_DIRECTIONS FOR THIS TASK_. Only these lines of the data below are wanted: the one with "Byte count of", the one with "unsafe fn footer_of(block: NonNull<Unit>)", and any lines between them, each repeated exactly.

*** Opening of GIVEN RECORDS ***

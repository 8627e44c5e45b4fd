use std::{mem, ptr::NonNull};

use static_assertions::const_assert;

use crate::{segment::Segment, Pointer};

/// Size in bytes of one allocation unit. Block sizes, request sizes and the
/// growth granularity are all measured in multiples of this.
pub(crate) const UNIT_SIZE: usize = mem::size_of::<Unit>();

/// Smallest possible block: a header and a footer with no payload between
/// them. The sizing formula in [`units_for`] never produces less than this,
/// and the near-fit rule in [`crate::allocator`] makes sure splitting never
/// leaves a 1-unit residual behind.
pub(crate) const MIN_BLOCK_UNITS: usize = 2;

/// One allocation unit, which is also the boundary tag record. The same type
/// plays both roles of a block:
///
/// ```text
/// +--------------+--------------+
/// |  link = next |     size     |  <- header (first unit of the block)
/// +--------------+--------------+
/// |                             |
/// |       payload, n-2 units    |
/// |                             |
/// +--------------+--------------+
/// |  link = prev |     size     |  <- footer (last unit of the block)
/// +--------------+--------------+
/// ```
///
/// In the header the link is the next member of the free list, in the footer
/// it is the previous one. Both copies of `size` count all `n` units of the
/// block, header and footer included.
///
/// When the block is allocated both links are null. The header link doubles
/// as the allocated/free discriminator: the coalescing probes in
/// [`crate::allocator`] decide whether a physical neighbour can be merged by
/// checking it, so [`crate::freelist::FreeList::unlink`] has to null the
/// links of every block it removes. Don't be tempted to stash other metadata
/// in the link slot of an allocated block.
///
/// The 16-byte alignment is the strictest scalar alignment of the platforms
/// we care about, and since payloads start exactly one unit after an aligned
/// header, it is also what makes every payload pointer suitable for any
/// object type.
#[repr(C, align(16))]
pub(crate) struct Unit {
    /// Free list link, null while the block is allocated.
    pub link: Pointer<Unit>,
    /// Block size in units, mirrored between header and footer.
    pub size: usize,
}

// The record must fit its two fields and divide evenly into itself so that
// unit arithmetic and byte arithmetic stay interchangeable.
const_assert!(mem::size_of::<Unit>() >= 2 * mem::size_of::<usize>());
const_assert!(mem::size_of::<Unit>() % mem::align_of::<Unit>() == 0);
const_assert!(mem::align_of::<Unit>() == 16);

/// Number of units a request of `nbytes` bytes reserves: enough whole units
/// to hold the payload, plus one for the header and one for the footer.
/// `(nbytes + 2 * UNIT_SIZE - 1) / UNIT_SIZE` is `ceil(nbytes / UNIT_SIZE)`
/// plus one, so the result is never below [`MIN_BLOCK_UNITS`] even for a
/// zero-byte request.
#[inline]
pub(crate) fn units_for(nbytes: usize) -> usize {
    (nbytes + 2 * UNIT_SIZE - 1) / UNIT_SIZE + 1
}

/// Byte count of `units` allocation units.
#[inline]
pub(crate) fn bytes_for(units: usize) -> usize {
    units * UNIT_SIZE
}

/// Navigation over blocks. These are associated functions instead of methods
/// because we don't want to create intermediary references to memory the
/// caller may also hold pointers into; everything stays `NonNull` until the
/// last moment. See
/// [Stacked Borrows](https://github.com/rust-lang/unsafe-code-guidelines/blob/master/wip/stacked-borrows.md).
///
/// # Safety
///
/// All of these require `block` to point at the header unit of a live block
/// whose size tags are initialised, except [`Unit::set_size`] which is
/// exactly the function that initialises them.
impl Unit {
    /// Payload address handed out to callers: one unit past the header.
    #[inline]
    pub unsafe fn payload_of(block: NonNull<Unit>) -> NonNull<u8> {
        NonNull::new_unchecked(block.as_ptr().offset(1)).cast()
    }

    /// Recovers the block header from a payload address previously produced
    /// by [`Unit::payload_of`].
    #[inline]
    pub unsafe fn from_payload(payload: NonNull<u8>) -> NonNull<Unit> {
        NonNull::new_unchecked(payload.as_ptr().cast::<Unit>().offset(-1))
    }

    /// Block size in units, read from the header tag.
    #[inline]
    pub unsafe fn size_of(block: NonNull<Unit>) -> usize {
        (*block.as_ptr()).size
    }

    /// Writes `units` into both boundary tags. The footer position is derived
    /// from the new size, so after shrinking a block in place the old footer
    /// is simply left behind for whoever owns those units next.
    #[inline]
    pub unsafe fn set_size(block: NonNull<Unit>, units: usize) {
        (*block.as_ptr()).size = units;
        (*Self::footer_of(block).as_ptr()).size = units;
    }

    /// Footer unit of the block: `header + size - 1`.
    #[inline]
    unsafe fn footer_of(block: NonNull<Unit>) -> NonNull<Unit> {
        let size = Self::size_of(block);
        NonNull::new_unchecked(block.as_ptr().add(size - 1))
    }

    /// Reconstructs a block header from its footer by walking back
    /// `size - 1` units. This is how the release path reaches the lower
    /// physical neighbour.
    #[inline]
    unsafe fn from_footer(footer: NonNull<Unit>) -> NonNull<Unit> {
        let size = (*footer.as_ptr()).size;
        NonNull::new_unchecked(footer.as_ptr().sub(size - 1))
    }

    /// Next member of the free list, or null if the block is allocated.
    #[inline]
    pub unsafe fn next_of(block: NonNull<Unit>) -> Pointer<Unit> {
        (*block.as_ptr()).link
    }

    #[inline]
    pub unsafe fn set_next(block: NonNull<Unit>, next: Pointer<Unit>) {
        (*block.as_ptr()).link = next;
    }

    /// Previous member of the free list, stored in the footer tag.
    #[inline]
    pub unsafe fn prev_of(block: NonNull<Unit>) -> Pointer<Unit> {
        (*Self::footer_of(block).as_ptr()).link
    }

    #[inline]
    pub unsafe fn set_prev(block: NonNull<Unit>, prev: Pointer<Unit>) {
        (*Self::footer_of(block).as_ptr()).link = prev;
    }

    /// Whether the block is on the free list. Holds because
    /// [`crate::freelist::FreeList`] nulls the links of unlinked blocks and
    /// even a singleton member points at itself.
    #[inline]
    pub unsafe fn is_free(block: NonNull<Unit>) -> bool {
        Self::next_of(block).is_some()
    }

    /// Header of the block physically above this one, or null if this block
    /// ends at the segment's high watermark.
    pub unsafe fn neighbor_after(block: NonNull<Unit>, segment: &Segment) -> Pointer<Unit> {
        let end = block.as_ptr().add(Self::size_of(block));

        if end.cast::<u8>() >= segment.brk().as_ptr() {
            return None;
        }

        Some(NonNull::new_unchecked(end))
    }

    /// Header of the block physically below this one, or null if this block
    /// starts at the segment's low watermark. The unit right below a header
    /// is always the lower neighbour's footer, which is enough to find its
    /// header.
    pub unsafe fn neighbor_before(block: NonNull<Unit>, segment: &Segment) -> Pointer<Unit> {
        if block.as_ptr().cast::<u8>() <= segment.lo().as_ptr() {
            return None;
        }

        let footer = NonNull::new_unchecked(block.as_ptr().offset(-1));

        Some(Self::from_footer(footer))
    }
}

#[cfg(test)]
mod tests {
    use super::*;

    #[test]
    fn sizing_formula() {
        // Zero bytes still reserve header + footer.
        assert_eq!(units_for(0), MIN_BLOCK_UNITS);

        // One payload unit serves anything from 1 byte up to a full unit.
        assert_eq!(units_for(1), 3);
        assert_eq!(units_for(UNIT_SIZE), 3);
        assert_eq!(units_for(UNIT_SIZE + 1), 4);

        for payload_units in 1..64 {
            let max_bytes = payload_units * UNIT_SIZE;
            assert_eq!(units_for(max_bytes), payload_units + 2);
            assert_eq!(units_for(max_bytes - UNIT_SIZE + 1), payload_units + 2);
        }
    }

    #[test]
    fn bytes_round_trip() {
        for units in MIN_BLOCK_UNITS..128 {
            assert_eq!(bytes_for(units), units * UNIT_SIZE);
            assert_eq!(bytes_for(units) % UNIT_SIZE, 0);
        }
    }

    #[test]
    fn tags_are_mirrored() {
        let mut arena: Vec<Unit> = (0..8).map(|_| Unit { link: None, size: 0 }).collect();
        let base = arena.as_mut_ptr();

        unsafe {
            let block = NonNull::new(base).unwrap();
            Unit::set_size(block, 5);

            assert_eq!(Unit::size_of(block), 5);
            assert_eq!((*base.add(4)).size, 5);

            // Shrinking rewrites both tags at the new footer position.
            Unit::set_size(block, 3);
            assert_eq!((*base.add(2)).size, 3);
        }
    }

    #[test]
    fn payload_round_trip() {
        let mut arena: Vec<Unit> = (0..4).map(|_| Unit { link: None, size: 0 }).collect();
        let base = arena.as_mut_ptr();

        unsafe {
            let block = NonNull::new(base).unwrap();
            let payload = Unit::payload_of(block);

            assert_eq!(payload.as_ptr() as usize, base as usize + UNIT_SIZE);
            assert_eq!(payload.as_ptr() as usize % mem::align_of::<Unit>(), 0);
            assert_eq!(Unit::from_payload(payload), block);
        }
    }
}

*** Close of GIVEN RECORDS ***

_EXPECTED ANSWER_.
/// Byte count of `units` allocation units.
#[inline]
pub(crate) fn bytes_for(units: usize) -> usize {
    units * UNIT_SIZE
}

/// Navigation over blocks. These are associated functions instead of methods
/// because we don't want to create intermediary references to memory the
/// caller may also hold pointers into; everything stays `NonNull` until the
/// last moment. See
/// [Stacked Borrows](https://github.com/rust-lang/unsafe-code-guidelines/blob/master/wip/stacked-borrows.md).
///
/// # Safety
///
/// All of these require `block` to point at the header unit of a live block
/// whose size tags are initialised, except [`Unit::set_size`] which is
/// exactly the function that initialises them.
impl Unit {
    /// Payload address handed out to callers: one unit past the header.
    #[inline]
    pub unsafe fn payload_of(block: NonNull<Unit>) -> NonNull<u8> {
        NonNull::new_unchecked(block.as_ptr().offset(1)).cast()
    }

    /// Recovers the block header from a payload address previously produced
    /// by [`Unit::payload_of`].
    #[inline]
    pub unsafe fn from_payload(payload: NonNull<u8>) -> NonNull<Unit> {
        NonNull::new_unchecked(payload.as_ptr().cast::<Unit>().offset(-1))
    }

    /// Block size in units, read from the header tag.
    #[inline]
    pub unsafe fn size_of(block: NonNull<Unit>) -> usize {
        (*block.as_ptr()).size
    }

    /// Writes `units` into both boundary tags. The footer position is derived
    /// from the new size, so after shrinking a block in place the old footer
    /// is simply left behind for whoever owns those units next.
    #[inline]
    pub unsafe fn set_size(block: NonNull<Unit>, units: usize) {
        (*block.as_ptr()).size = units;
        (*Self::footer_of(block).as_ptr()).size = units;
    }

    /// Footer unit of the block: `header + size - 1`.
    #[inline]
    unsafe fn footer_of(block: NonNull<Unit>) -> NonNull<Unit> {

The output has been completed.